= Scanian derbies =

Football rivalries in Scania, Sweden

A Scanian derby (Skånederby) is the name given to any fixture between football clubs in Scania, the southernmost county and traditional province of Sweden. The most high-profile fixture in the region is the rivalry between Helsingborgs IF and Malmö FF. Historically, the rivalry between the two clubs and Landskrona BoIS is also well known. Additional Scanian football clubs that are playing in the upper three tiers of Swedish football are BK Olympic, IFK Malmö, Trelleborgs FF, Lunds BK, Torns IF and Ängelholms FF. Two cities have more than one club in the top three tiers: Malmö with MFF, BK Olympic and IFK Malmö, and Lund with Lunds BK and Torns IF.

==Teams in Scania==
As of the 2024 season, eight clubs in the upper three tiers of Swedish football are based in the Scania area, as follows:

| Division | Team(s) |
|---|---|
| Allsvenskan (tier 1) | Malmö FF |
| Superettan (tier 2) | Helsingborgs IF, Landskrona BoIS, Trelleborgs FF |
| Division 1 (tier 3) | Ariana FC, BK Olympic, Eskilsminne IF, FC Rosengård 1917, Lunds BK, Torns IF, Ängelholms FF |

Additionally, FBK Balkan, Eslövs BK, Hittarps IK, IFK Hässleholm, Hässleholms IF, Höganäs BK, Kristianstad FC, Nosaby IF and Österlen FF participates in the fourth tier.
===Number of Allsvenskan seasons===
Seven clubs from Scania have played in the highest Swedish league. Three clubs from the city of Helsingborg (Helsingborgs IF, Råå IF and Stattena IF), two clubs from Malmö (Malmö FF and IFK Malmö), and one club each from Landskrona (Landskrona BoIS) and Trelleborg (Trelleborgs FF).

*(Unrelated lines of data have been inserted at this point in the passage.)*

use crate::errors::{Field, ValidationError};
use serde::{Deserialize, Serialize};
use std::fmt;
use std::str::FromStr;

pub const MAX_ACTIVITY_MINUTES: f64 = 1440.0;
pub const MAX_ACTIVITY_CALORIES: f64 = 10_000.0;
pub const MAX_MEAL_CALORIES: f64 = 5_000.0;
pub const MIN_NAME_CHARS: usize = 2;

#[derive(Debug, Clone, Copy, PartialEq, Eq, Hash, Serialize, Deserialize)]
pub enum TimeOfDay {
    Morning,
    Afternoon,
    Evening,
}

impl TimeOfDay {
    pub const ALL: [TimeOfDay; 3] = [TimeOfDay::Morning, TimeOfDay::Afternoon, TimeOfDay::Evening];

    pub fn as_str(self) -> &'static str {
        match self {
            TimeOfDay::Morning => "Morning",
            TimeOfDay::Afternoon => "Afternoon",
            TimeOfDay::Evening => "Evening",
        }
    }
}

impl fmt::Display for TimeOfDay {
    fn fmt(&self, f: &mut fmt::Formatter<'_>) -> fmt::Result {
        f.write_str(self.as_str())
    }
}

impl FromStr for TimeOfDay {
    type Err = ValidationError;

    fn from_str(value: &str) -> Result<Self, Self::Err> {
        TimeOfDay::ALL
            .into_iter()
            .find(|period| period.as_str() == value.trim())
            .ok_or_else(|| {
                ValidationError::new(
                    Field::TimeOfDay,
                    format!("'{value}' is not one of Morning, Afternoon, Evening"),
                )
            })
    }
}

/// The three fixed meal categories. The set is closed.
#[derive(Debug, Clone, Copy, PartialEq, Eq, Hash, Serialize, Deserialize)]
pub enum MealSlot {
    Breakfast,
    Lunch,
    Dinner,
}

impl MealSlot {
    pub const ALL: [MealSlot; 3] = [MealSlot::Breakfast, MealSlot::Lunch, MealSlot::Dinner];

    pub fn as_str(self) -> &'static str {
        match self {
            MealSlot::Breakfast => "Breakfast",
            MealSlot::Lunch => "Lunch",
            MealSlot::Dinner => "Dinner",
        }
    }
}

impl fmt::Display for MealSlot {
    fn fmt(&self, f: &mut fmt::Formatter<'_>) -> fmt::Result {
        f.write_str(self.as_str())
    }
}

impl FromStr for MealSlot {
    type Err = ValidationError;

    fn from_str(value: &str) -> Result<Self, Self::Err> {
        MealSlot::ALL
            .into_iter()
            .find(|slot| slot.as_str() == value.trim())
            .ok_or_else(|| {
                ValidationError::new(
                    Field::Slot,
                    format!("'{value}' is not one of Breakfast, Lunch, Dinner"),
                )
            })
    }
}

#[derive(Debug, Clone, PartialEq, Serialize, Deserialize)]
#[serde(rename_all = "camelCase")]
pub struct Activity {
    pub id: String,
    pub name: String,
    pub duration: f64,
    pub calories: f64,
    pub time_of_day: TimeOfDay,
}

#[derive(Debug, Clone, PartialEq, Serialize, Deserialize)]
pub struct Meal {
    pub id: String,
    pub name: String,
    pub calories: f64,
}

/// Unvalidated input for a new activity. Every field is optional so that a
/// missing value is reported as a validation failure on that field.
#[derive(Debug, Clone, Default, Serialize, Deserialize)]
#[serde(rename_all = "camelCase", default)]
pub struct ActivityDraft {
    pub name: Option<String>,
    pub duration: Option<f64>,
    pub calories: Option<f64>,
    pub time_of_day: Option<String>,
}

impl ActivityDraft {
    pub fn new(name: impl Into<String>, duration: f64, calories: f64, time_of_day: TimeOfDay) -> Self {
        Self {
            name: Some(name.into()),
            duration: Some(duration),
            calories: Some(calories),
            time_of_day: Some(time_of_day.as_str().to_string()),
        }
    }

    /// Checks every field in declaration order and reports the first failure.
    pub fn validate(self) -> Result<NewActivity, ValidationError> {
        let name = validate_name(self.name)?;
        let duration = require_number(Field::Duration, self.duration)?;
        if duration <= 0.0 || duration > MAX_ACTIVITY_MINUTES {
            return Err(ValidationError::new(
                Field::Duration,
                format!("must be greater than 0 and at most {MAX_ACTIVITY_MINUTES} minutes"),
            ));
        }
        let calories = require_number(Field::Calories, self.calories)?;
        if !(0.0..=MAX_ACTIVITY_CALORIES).contains(&calories) {
            return Err(ValidationError::new(
                Field::Calories,
                format!("must be between 0 and {MAX_ACTIVITY_CALORIES}"),
            ));
        }
        let time_of_day = self
            .time_of_day
            .ok_or_else(|| ValidationError::new(Field::TimeOfDay, "is required"))?
            .parse::<TimeOfDay>()?;

        Ok(NewActivity {
            name,
            duration,
            calories,
            time_of_day,
        })
    }
}

/// A draft that passed validation and only lacks an identifier.
#[derive(Debug, Clone, PartialEq)]
pub struct NewActivity {
    pub name: String,
    pub duration: f64,
    pub calories: f64,
    pub time_of_day: TimeOfDay,
}

impl NewActivity {
    pub fn with_id(self, id: String) -> Activity {
        Activity {
            id,
            name: self.name,
            duration: self.duration,
            calories: self.calories,
            time_of_day: self.time_of_day,
        }
    }
}

#[derive(Debug, Clone, Default, Serialize, Deserialize)]
#[serde(default)]
pub struct MealDraft {
    pub name: Option<String>,
    pub calories: Option<f64>,
}

impl MealDraft {
    pub fn new(name: impl Into<String>, calories: f64) -> Self {
        Self {
            name: Some(name.into()),
            calories: Some(calories),
        }
    }

    pub fn validate(self) -> Result<NewMeal, ValidationError> {
        let name = validate_name(self.name)?;
        let calories = require_number(Field::Calories, self.calories)?;
        if calories <= 0.0 || calories > MAX_MEAL_CALORIES {
            return Err(ValidationError::new(
                Field::Calories,
                format!("must be greater than 0 and at most {MAX_MEAL_CALORIES}"),
            ));
        }
        Ok(NewMeal { name, calories })
    }
}

#[derive(Debug, Clone, PartialEq)]
pub struct NewMeal {
    pub name: String,
    pub calories: f64,
}

impl NewMeal {
    pub fn with_id(self, id: String) -> Meal {
        Meal {
            id,
            name: self.name,
            calories: self.calories,
        }
    }
}

fn validate_name(name: Option<String>) -> Result<String, ValidationError> {
    let name = name.unwrap_or_default();
    let trimmed = name.trim();
    if trimmed.chars().count() < MIN_NAME_CHARS {
        return Err(ValidationError::new(
            Field::Name,
            format!("must be at least {MIN_NAME_CHARS} characters"),
        ));
    }
    Ok(trimmed.to_string())
}

fn require_number(field: Field, value: Option<f64>) -> Result<f64, ValidationError> {
    match value {
        Some(number) if number.is_finite() => Ok(number),
        Some(_) => Err(ValidationError::new(field, "must be a finite number")),
        None => Err(ValidationError::new(field, "is required")),
    }
}

/// Meals grouped by slot. Always carries exactly the three slot keys; a
/// stored document missing a key loads with that slot empty and unknown keys
/// are dropped.
#[derive(Debug, Clone, PartialEq, Default, Serialize, Deserialize)]
pub struct MealLog {
    #[serde(rename = "Breakfast", default)]
    pub breakfast: Vec<Meal>,
    #[serde(rename = "Lunch", default)]
    pub lunch: Vec<Meal>,
    #[serde(rename = "Dinner", default)]
    pub dinner: Vec<Meal>,
}

impl MealLog {
    pub fn slot(&self, slot: MealSlot) -> &[Meal] {
        match slot {
            MealSlot::Breakfast => &self.breakfast,
            MealSlot::Lunch => &self.lunch,
            MealSlot::Dinner => &self.dinner,
        }
    }

    pub fn slot_mut(&mut self, slot: MealSlot) -> &mut Vec<Meal> {
        match slot {
            MealSlot::Breakfast => &mut self.breakfast,
            MealSlot::Lunch => &mut self.lunch,
            MealSlot::Dinner => &mut self.dinner,
        }
    }

    pub fn iter(&self) -> impl Iterator<Item = (MealSlot, &[Meal])> {
        MealSlot::ALL.into_iter().map(move |slot| (slot, self.slot(slot)))
    }

    pub fn len(&self) -> usize {
        self.iter().map(|(_, meals)| meals.len()).sum()
    }

    pub fn is_empty(&self) -> bool {
        self.len() == 0
    }
}

/// Static dashboard reference values. Not part of persisted user state.
#[derive(Debug, Clone, PartialEq, Serialize, Deserialize)]
#[serde(rename_all = "camelCase")]
pub struct WellnessGoals {
    pub steps_taken: f64,
    pub step_goal: f64,
    pub calories_burned: f64,
    pub calories_goal: f64,
    pub water_intake_ml: f64,
    pub water_goal_ml: f64,
}

#[derive(Debug, Clone, PartialEq, Serialize, Deserialize)]
#[serde(rename_all = "camelCase")]
pub struct WeeklySeries {
    pub days: [String; 7],
    pub activity_minutes: [f64; 7],
    pub calories: [f64; 7],
}

#[derive(Debug, Clone, PartialEq, Serialize, Deserialize)]
#[serde(rename_all = "camelCase")]
pub struct ProgressCard {
    pub title: String,
    pub value: f64,
    pub goal: f64,
    pub unit: String,
    pub progress: f64,
}

#[derive(Debug, Clone, PartialEq, Serialize, Deserialize)]
#[serde(rename_all = "camelCase")]
pub struct SlotTotal {
    pub slot: MealSlot,
    pub meals: usize,
    pub calories: f64,
}

#[derive(Debug, Clone, PartialEq, Serialize, Deserialize)]
#[serde(rename_all = "camelCase")]
pub struct DashboardResponse {
    pub steps: ProgressCard,
    pub calories_burned: ProgressCard,
    pub calories_consumed: ProgressCard,
    pub water: ProgressCard,
    pub net_calories: f64,
    pub meal_count: usize,
    pub average_activity_calories: f64,
    pub slots: Vec<SlotTotal>,
}

#[derive(Debug, Clone, PartialEq, Serialize, Deserialize)]
#[serde(rename_all = "camelCase")]
pub struct NavBadges {
    pub consumed_calories: f64,
    pub activity_calories: f64,
}

#[derive(Debug, Clone, PartialEq, Serialize, Deserialize)]
#[serde(rename_all = "camelCase")]
pub struct ChartSeries {
    pub labels: Vec<String>,
    pub values: Vec<f64>,
    pub max: f64,
    pub empty: bool,
}

#[derive(Debug, Clone, PartialEq, Serialize, Deserialize)]
#[serde(rename_all = "camelCase")]
pub struct InsightsResponse {
    pub activity_minutes: ChartSeries,
    pub calories: ChartSeries,
    pub summary: SummaryTotals,
}

#[derive(Debug, Clone, PartialEq, Serialize, Deserialize)]
#[serde(rename_all = "camelCase")]
pub struct SummaryTotals {
    pub total_activities: usize,
    pub total_meals: usize,
    pub total_activity_calories: f64,
    pub total_consumed_calories: f64,
    pub net_calories: f64,
}

#[derive(Debug, Clone, PartialEq, Serialize, Deserialize)]
#[serde(rename_all = "camelCase")]
pub struct ExportSummary {
    pub generated_at: String,
    pub summary: SummaryTotals,
    pub weekly: WeeklySeries,
    pub activities: Vec<Activity>,
    pub meals: MealLog,
}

| Seasons | Team | Years |
|---|---|---|
| 87 | Malmö FF | 1931/32–1933/34, 1936/37–1999, 2001–present |
| 69 | Helsingborgs IF | 1924/25–1934/35, 1937/38–1968, 1993–2016, 2019–2020, 2022 |
| 34 | Landskrona BoIS | 1924/25–1932/33, 1934/35–1941/42, 1944/45, 1948/49, 1971–1980, 1994, 2002–2005 |
| 18 | Trelleborgs FF | 1985, 1992–2001, 2004, 2007–2011, 2018 |
| 13 | IFK Malmö | 1924/25–1925/26, 1928/29–1931/32, 1952/53, 1956/57–1962 |
| 2 | Råå IF Stattena IF | 1950/51–1951/52 1927/28, 1929/30 |

== Attendances in the 21st century==
Top 10 attendances for Scanian derbies during the 21st century:

| Season | Team | Result | Attendance | Arena |
|---|---|---|---|---|
| Allsvenskan 2003 | Malmö FF vs. Helsingborgs IF | 5–0 | 27,477 | Malmö Stadion |
| Allsvenskan 2002 | Malmö FF vs. Landskrona BoIS | 2–1 | 24,570 | Malmö Stadion |
| Allsvenskan 2002 | Malmö FF vs. Helsingborgs IF | 0–2 | 24,061 | Malmö Stadion |
| Allsvenskan 2010 | Malmö FF vs. Helsingborgs IF | 2–0 | 23,743 | Stadion |
| Allsvenskan 2013 | Malmö FF vs. Helsingborgs IF | 1–1 | 23,730 | Stadion |
| Allsvenskan 2012 | Malmö FF vs. Helsingborgs IF | 3–0 | 23,638 | Stadion |
| Allsvenskan 2011 | Malmö FF vs. Helsingborgs IF | 0–3 | 23,612 | Stadion |
| Allsvenskan 2006 | Malmö FF vs. Helsingborgs IF | 3–1 | 23,571 | Malmö Stadion |
| Allsvenskan 2003 | Malmö FF vs. Landskrona BoIS | 2–2 | 23,081 | Malmö Stadion |
| Allsvenskan 2004 | Malmö FF vs. Helsingborgs IF | 1–1 | 22,920 | Malmö Stadion |

- Attendances are provided in the Publikliga sections of the Svenska Fotbollförbundet website.